The agency is taking the compromise action in order to buy time and create a “glide path” to judge whether the services should be permanently added to the telehealth coverage list.
On Tuesday, CMS also called for the removal of geographic restrictions and added the beneficiary’s home as a permissible originating site for telehealth services when used for diagnosing, evaluation or treatment of mental disorders.
“CMS is proposing to expand access to mental health services for rural and vulnerable populations by allowing, for the first time, Medicare to pay for mental health visits when they are provided by Rural Health Clinics (RHCs) and Federally Qualified Health Centers (FQHCs) to include visits furnished through interactive telecommunications technology,” the agency said in a statement. “This proposal would expand access to Medicare beneficiaries, especially those living in rural and other underserved areas.”
CMS also said that audio-only telehealth services would be covered for home care calls under certain conditions for eligible practitioners.

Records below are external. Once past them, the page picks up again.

use std::path::PathBuf;
use std::sync::Arc;
use std::time::Duration;

use anyhow::{Context, Result};
use artiflow_core::api::{
    AppConfig, AppContext, Orchestrator, OutputConfig, Pipeline, RunRenderer, StageSpec,
};

use crate::artifact::ArtifactBundle;
use crate::definition::{CompletionSettings, PipelineDefinition, TaskDefinition, TaskKind};
use crate::executor::{JsonlRenderer, TextRenderer};
use crate::tasks::{
    ArtifactTask, CommandAction, CompletionAction, CompletionClient, RemoteJobAction, TaskOptions,
    UploadAction,
};

const DEFAULT_REQUEST_TIMEOUT_MS: u64 = 60_000;

pub fn build_renderer(output: &OutputConfig, progress: bool) -> Arc<dyn RunRenderer> {
    match output.format.as_str() {
        "jsonl" => Arc::new(JsonlRenderer::new(false)),
        // Anything other than jsonl renders as text.
        _ => Arc::new(TextRenderer::new(output.ascii_only).with_progress(progress)),
    }
}

pub fn build_context(cfg: AppConfig, progress: bool) -> Result<AppContext> {
    let renderer = build_renderer(&cfg.output, progress);
    let ctx = AppContext::new(cfg).context("failed to open progress store")?;
    Ok(ctx.with_renderer(renderer))
}

fn build_completion_client(settings: &CompletionSettings) -> Result<CompletionClient> {
    let api_key = std::env::var(&settings.api_key_env).unwrap_or_else(|_| {
        tracing::warn!(
            env = %settings.api_key_env,
            "completion API key not set; requests will be unauthenticated"
        );
        String::new()
    });
    CompletionClient::new(
        &settings.base_url,
        api_key,
        settings.model.clone(),
        Duration::from_millis(settings.timeout_ms),
    )
}

fn task_options(task: &TaskDefinition, cfg: &AppConfig) -> TaskOptions {
    let base = if task.required {
        TaskOptions::required(&task.name)
    } else {
        TaskOptions::optional(&task.name, task.default.clone())
    };
    TaskOptions {
        retry: task.retry_options(&cfg.retry),
        timeout: task.timeout_ms.map(Duration::from_millis),
        ..base
    }
}

fn build_task(
    task: &TaskDefinition,
    cfg: &AppConfig,
    completion: &mut Option<Arc<CompletionClient>>,
    settings: &CompletionSettings,
) -> Result<ArtifactTask> {
    let opts = task_options(task, cfg);
    let request_timeout =
        Duration::from_millis(task.timeout_ms.unwrap_or(DEFAULT_REQUEST_TIMEOUT_MS));

    let built = match &task.kind {
        TaskKind::Completion {
            prompt,
            system,
            model,
        } => {
            let client = match completion {
                Some(client) => client.clone(),
                None => {
                    let client = Arc::new(build_completion_client(settings)?);
                    *completion = Some(client.clone());
                    client
                }
            };
            ArtifactTask::new(
                opts,
                CompletionAction::new(client, prompt.clone(), system.clone(), model.clone()),
            )
        }
        TaskKind::Command {
            program,
            args,
            output,
            workdir,
        } => ArtifactTask::new(
            opts,
            CommandAction::new(
                program.clone(),
                args.clone(),
                output.clone(),
                workdir
                    .as_deref()
                    .map(|w| PathBuf::from(shellexpand::tilde(w).into_owned())),
            ),
        ),
        TaskKind::Upload {
            source,
            url,
            content_type,
        } => ArtifactTask::new(
            opts,
            UploadAction::new(source.clone(), url.clone(), content_type.clone(), request_timeout)?,
        ),
        TaskKind::Job {
            submit_url,
            status_url,
            payload,
            poll_interval_ms,
            deadline_ms,
        } => ArtifactTask::new(
            opts,
            RemoteJobAction::new(
                submit_url.clone(),
                status_url.clone(),
                payload.clone(),
                Duration::from_millis(*poll_interval_ms),
                Duration::from_millis(*deadline_ms),
                request_timeout,
            )?,
        ),
    };
    Ok(built)
}

/// Materialize a validated definition into runnable stages.
pub fn build_pipeline(def: &PipelineDefinition, cfg: &AppConfig) -> Result<Pipeline<ArtifactBundle>> {
    def.validate()?;

    let mut completion = None;
    let mut pipeline = Pipeline::new(def.name.clone());
    for stage in &def.stages {
        let mut spec = StageSpec::new(stage.name.clone(), ArtifactBundle::absorb);
        if let Some(description) = &stage.description {
            spec = spec.describe(description.clone());
        }
        for task in &stage.tasks {
            let built = build_task(task, cfg, &mut completion, &def.completion)
                .with_context(|| format!("failed to build task '{}'", task.name))?;
            spec = spec.task(built);
        }
        pipeline = pipeline.stage(spec);
    }

    tracing::debug!(
        pipeline = %def.name,
        stages = pipeline.len(),
        "pipeline built"
    );
    Ok(pipeline)
}

pub fn build_orchestrator(
    ctx: &AppContext,
    def: &PipelineDefinition,
) -> Result<Orchestrator<ArtifactBundle>> {
    let pipeline = build_pipeline(def, ctx.cfg())?;
    Ok(ctx.orchestrator(pipeline))
}

#[cfg(test)]
mod tests {
    use super::*;
    use artiflow_core::api::ProgressBackend;

    const DEF: &str = r#"
name = "demo"

[[stages]]
name = "draft"
description = "Draft text"

[[stages.tasks]]
name = "outline"
kind = "completion"
prompt = "Outline {{topic}}"

[[stages.tasks]]
name = "summary"
kind = "completion"
prompt = "Summarize {{topic}}"
required = false

[[stages]]
name = "publish"

[[stages.tasks]]
name = "push"
kind = "upload"
source = "outline"
url = "http://localhost:1/{{session}}"
"#;

    fn memory_cfg() -> AppConfig {
        let mut cfg = AppConfig::default();
        cfg.progress.backend = ProgressBackend::Memory;
        cfg
    }

    #[test]
    fn builds_stages_in_order() {
        let def = PipelineDefinition::parse(DEF).unwrap();
        let pipeline = build_pipeline(&def, &memory_cfg()).unwrap();

        assert_eq!(pipeline.name(), "demo");
        assert_eq!(pipeline.stage_names(), vec!["draft", "publish"]);
        let draft = &pipeline.stages()[0];
        assert_eq!(draft.description(), Some("Draft text"));
        assert_eq!(draft.task_names(), vec!["outline", "summary"]);
    }

    #[test]
    fn renderer_follows_output_format() {
        let mut output = OutputConfig::default();
        assert_eq!(build_renderer(&output, false).format(), "text");
        output.format = "jsonl".to_string();
        assert_eq!(build_renderer(&output, true).format(), "jsonl");
    }

    #[tokio::test]
    async fn context_uses_configured_store() {
        let ctx = build_context(memory_cfg(), false).unwrap();
        let def = PipelineDefinition::parse(DEF).unwrap();
        let orchestrator = build_orchestrator(&ctx, &def).unwrap();

        assert_eq!(orchestrator.pipeline().len(), 2);
        assert!(ctx.store().list().await.is_empty());
    }
}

That would encompass counseling and therapy services for opioid treatments.
“These changes would be particularly helpful for those in areas with poor broadband infrastructure and among people with Medicare who are not capable of, or do not consent to the use of, devices that permit a two-way, audio/video interaction for their health care visits,” CMS said in a statement Tuesday.
The agency also proposed a requirement that there must be in-person, non-telehealth service with the physician or practitioner within six months prior to the original telehealth service and at least once every six months thereafter. CMS will gather comments on whether another interval may be necessary or appropriate.”
Federal health officials had previously expressed interest in Medicare permanently retaining telehealth expansions.
“The COVID-19 pandemic has put enormous strain on families and individuals, making access to behavioral health services more crucial than ever,” CMS Administrator Chiquita Brooks-LaSure said in a statement accompanying the proposed pay rule. “The changes we are proposing will enhance the availability of telehealth and similar options for behavioral health care to those in need, especially in traditionally underserved communities.”
Tuesday’s proposed rule also outlines efforts CMS will undertake to “better measure and analyze disparities across its program and policies.” The agency will examine data categories such as race and ethnicity, LGBTQ+, dual-eligible beneficiaries, disability and rural populations.
CMS is asking stakeholders for comments on the proposed rule by Sept. 13, 2021.